Saved entries
□ □ □ □
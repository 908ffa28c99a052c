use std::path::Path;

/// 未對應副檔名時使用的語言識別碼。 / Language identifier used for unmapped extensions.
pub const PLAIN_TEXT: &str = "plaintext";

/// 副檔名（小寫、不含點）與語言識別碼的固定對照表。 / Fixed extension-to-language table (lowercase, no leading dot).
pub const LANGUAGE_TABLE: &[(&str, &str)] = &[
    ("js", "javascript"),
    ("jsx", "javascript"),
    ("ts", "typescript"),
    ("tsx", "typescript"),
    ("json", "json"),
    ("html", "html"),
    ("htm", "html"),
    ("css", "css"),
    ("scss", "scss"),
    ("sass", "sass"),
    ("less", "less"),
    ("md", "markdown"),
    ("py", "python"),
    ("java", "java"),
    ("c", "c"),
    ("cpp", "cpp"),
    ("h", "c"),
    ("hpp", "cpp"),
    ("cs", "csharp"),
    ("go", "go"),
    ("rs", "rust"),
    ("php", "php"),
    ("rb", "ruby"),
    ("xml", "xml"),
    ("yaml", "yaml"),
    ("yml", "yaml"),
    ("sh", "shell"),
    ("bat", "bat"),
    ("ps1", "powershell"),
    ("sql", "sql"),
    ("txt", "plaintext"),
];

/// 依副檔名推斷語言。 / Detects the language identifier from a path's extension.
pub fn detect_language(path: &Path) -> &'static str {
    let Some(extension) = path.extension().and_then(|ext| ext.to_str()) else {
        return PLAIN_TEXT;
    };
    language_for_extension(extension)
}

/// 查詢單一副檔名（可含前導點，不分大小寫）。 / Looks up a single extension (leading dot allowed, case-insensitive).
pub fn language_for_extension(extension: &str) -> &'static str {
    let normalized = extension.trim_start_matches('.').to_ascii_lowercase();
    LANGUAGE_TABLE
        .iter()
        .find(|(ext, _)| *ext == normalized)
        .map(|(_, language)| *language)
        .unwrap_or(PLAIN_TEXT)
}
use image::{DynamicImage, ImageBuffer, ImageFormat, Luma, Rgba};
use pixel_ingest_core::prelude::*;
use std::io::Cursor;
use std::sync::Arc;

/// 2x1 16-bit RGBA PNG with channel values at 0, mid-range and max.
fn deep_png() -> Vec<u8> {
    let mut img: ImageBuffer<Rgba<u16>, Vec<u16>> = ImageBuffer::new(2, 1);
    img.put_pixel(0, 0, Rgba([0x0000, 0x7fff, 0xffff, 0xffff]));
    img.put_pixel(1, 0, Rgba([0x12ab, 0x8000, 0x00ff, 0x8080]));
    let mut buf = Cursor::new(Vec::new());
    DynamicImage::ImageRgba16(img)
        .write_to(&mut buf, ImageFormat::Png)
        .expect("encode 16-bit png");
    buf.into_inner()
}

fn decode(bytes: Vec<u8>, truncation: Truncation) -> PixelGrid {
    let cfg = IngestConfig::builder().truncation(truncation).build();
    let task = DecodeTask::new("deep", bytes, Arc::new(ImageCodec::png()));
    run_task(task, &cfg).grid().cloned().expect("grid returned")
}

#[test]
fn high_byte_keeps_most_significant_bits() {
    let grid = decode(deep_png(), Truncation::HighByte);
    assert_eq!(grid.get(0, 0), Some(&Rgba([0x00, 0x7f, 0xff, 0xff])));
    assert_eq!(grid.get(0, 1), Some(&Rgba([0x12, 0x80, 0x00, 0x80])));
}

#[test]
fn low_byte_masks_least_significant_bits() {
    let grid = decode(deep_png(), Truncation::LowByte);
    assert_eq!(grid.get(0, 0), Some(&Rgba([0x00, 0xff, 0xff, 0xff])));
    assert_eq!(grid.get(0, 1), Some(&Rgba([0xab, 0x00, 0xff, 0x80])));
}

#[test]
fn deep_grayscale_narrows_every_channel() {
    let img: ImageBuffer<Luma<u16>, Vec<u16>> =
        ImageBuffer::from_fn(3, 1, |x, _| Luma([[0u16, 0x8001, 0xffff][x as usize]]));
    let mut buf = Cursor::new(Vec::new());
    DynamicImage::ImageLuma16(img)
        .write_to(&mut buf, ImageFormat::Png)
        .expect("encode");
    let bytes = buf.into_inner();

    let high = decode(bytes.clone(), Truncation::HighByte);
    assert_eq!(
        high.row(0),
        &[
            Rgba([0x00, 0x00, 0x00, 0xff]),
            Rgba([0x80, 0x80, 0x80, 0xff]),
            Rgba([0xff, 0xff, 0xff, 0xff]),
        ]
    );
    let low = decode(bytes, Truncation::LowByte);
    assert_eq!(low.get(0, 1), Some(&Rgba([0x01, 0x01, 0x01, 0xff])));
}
□ □ □ □
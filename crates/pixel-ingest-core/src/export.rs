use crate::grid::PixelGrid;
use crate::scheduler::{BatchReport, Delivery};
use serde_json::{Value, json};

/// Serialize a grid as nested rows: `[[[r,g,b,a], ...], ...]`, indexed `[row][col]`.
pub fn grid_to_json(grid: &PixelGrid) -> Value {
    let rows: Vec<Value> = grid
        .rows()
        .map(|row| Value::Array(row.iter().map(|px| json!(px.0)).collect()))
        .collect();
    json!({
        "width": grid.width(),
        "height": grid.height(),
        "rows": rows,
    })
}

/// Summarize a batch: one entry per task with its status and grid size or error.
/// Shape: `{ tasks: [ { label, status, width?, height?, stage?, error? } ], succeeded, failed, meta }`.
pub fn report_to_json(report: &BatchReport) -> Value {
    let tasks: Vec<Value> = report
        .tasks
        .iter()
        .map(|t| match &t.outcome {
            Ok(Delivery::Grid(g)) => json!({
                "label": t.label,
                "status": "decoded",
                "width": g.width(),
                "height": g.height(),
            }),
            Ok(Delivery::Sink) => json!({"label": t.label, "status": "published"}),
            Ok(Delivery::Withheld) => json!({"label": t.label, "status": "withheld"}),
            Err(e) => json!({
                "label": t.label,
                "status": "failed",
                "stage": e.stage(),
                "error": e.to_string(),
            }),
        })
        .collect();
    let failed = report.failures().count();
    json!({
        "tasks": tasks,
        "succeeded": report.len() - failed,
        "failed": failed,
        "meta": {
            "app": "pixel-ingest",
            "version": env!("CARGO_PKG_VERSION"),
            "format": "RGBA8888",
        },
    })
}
□ □ □ □
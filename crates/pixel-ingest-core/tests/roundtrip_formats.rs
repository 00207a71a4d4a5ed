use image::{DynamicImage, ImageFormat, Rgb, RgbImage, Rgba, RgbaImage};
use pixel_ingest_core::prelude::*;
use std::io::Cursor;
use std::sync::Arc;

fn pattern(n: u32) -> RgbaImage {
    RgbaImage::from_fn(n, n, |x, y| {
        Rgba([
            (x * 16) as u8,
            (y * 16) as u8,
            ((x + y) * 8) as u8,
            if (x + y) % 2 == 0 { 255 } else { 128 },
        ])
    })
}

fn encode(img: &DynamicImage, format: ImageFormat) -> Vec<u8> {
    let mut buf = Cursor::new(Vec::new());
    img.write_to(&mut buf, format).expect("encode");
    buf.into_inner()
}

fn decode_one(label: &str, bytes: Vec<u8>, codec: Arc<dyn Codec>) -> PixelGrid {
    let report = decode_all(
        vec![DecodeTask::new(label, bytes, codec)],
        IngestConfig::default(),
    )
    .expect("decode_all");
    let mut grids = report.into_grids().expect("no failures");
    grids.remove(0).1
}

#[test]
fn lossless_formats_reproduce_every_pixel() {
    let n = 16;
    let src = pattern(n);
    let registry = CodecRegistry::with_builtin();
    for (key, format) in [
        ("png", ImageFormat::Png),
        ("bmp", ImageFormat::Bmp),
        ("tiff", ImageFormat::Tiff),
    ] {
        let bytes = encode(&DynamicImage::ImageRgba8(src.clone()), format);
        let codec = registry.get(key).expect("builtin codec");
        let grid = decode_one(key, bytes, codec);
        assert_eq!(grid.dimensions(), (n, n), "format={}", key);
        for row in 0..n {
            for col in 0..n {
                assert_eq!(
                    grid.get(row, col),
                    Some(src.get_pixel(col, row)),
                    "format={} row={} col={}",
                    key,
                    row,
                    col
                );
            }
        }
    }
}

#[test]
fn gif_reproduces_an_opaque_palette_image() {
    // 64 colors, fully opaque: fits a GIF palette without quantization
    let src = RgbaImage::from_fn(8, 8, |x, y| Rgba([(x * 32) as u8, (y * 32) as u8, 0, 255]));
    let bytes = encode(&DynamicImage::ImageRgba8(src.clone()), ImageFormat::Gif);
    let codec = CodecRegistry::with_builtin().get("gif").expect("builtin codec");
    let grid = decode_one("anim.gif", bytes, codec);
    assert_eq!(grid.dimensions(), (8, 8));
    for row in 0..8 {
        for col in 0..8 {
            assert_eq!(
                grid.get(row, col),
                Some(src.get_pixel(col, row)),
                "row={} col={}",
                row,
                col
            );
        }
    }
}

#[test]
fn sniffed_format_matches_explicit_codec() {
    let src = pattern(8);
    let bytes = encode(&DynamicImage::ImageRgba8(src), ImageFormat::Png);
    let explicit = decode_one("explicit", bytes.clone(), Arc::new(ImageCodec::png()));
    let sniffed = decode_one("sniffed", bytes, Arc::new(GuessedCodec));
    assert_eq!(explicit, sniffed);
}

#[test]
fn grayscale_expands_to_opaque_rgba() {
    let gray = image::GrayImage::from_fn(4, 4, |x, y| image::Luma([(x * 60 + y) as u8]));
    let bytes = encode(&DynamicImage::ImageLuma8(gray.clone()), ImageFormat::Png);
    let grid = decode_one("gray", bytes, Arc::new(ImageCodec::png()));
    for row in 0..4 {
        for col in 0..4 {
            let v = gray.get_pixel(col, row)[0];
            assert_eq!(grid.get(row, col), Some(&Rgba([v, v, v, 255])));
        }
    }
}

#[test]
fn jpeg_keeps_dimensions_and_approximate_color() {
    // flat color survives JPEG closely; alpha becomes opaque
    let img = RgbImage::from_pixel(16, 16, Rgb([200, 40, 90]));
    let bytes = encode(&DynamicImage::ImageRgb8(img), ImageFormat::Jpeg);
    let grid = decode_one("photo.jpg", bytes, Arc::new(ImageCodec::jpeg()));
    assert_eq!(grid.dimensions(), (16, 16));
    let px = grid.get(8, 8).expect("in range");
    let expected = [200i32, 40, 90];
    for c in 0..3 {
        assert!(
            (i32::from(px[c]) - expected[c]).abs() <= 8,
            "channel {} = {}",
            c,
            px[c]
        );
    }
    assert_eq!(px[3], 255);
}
□ □ □ □
Working from the entries above, find every line in which the word "BatchReport" occurs and copy it.

__The answer__
use crate::scheduler::{BatchReport, Delivery};
pub fn report_to_json(report: &BatchReport) -> Value {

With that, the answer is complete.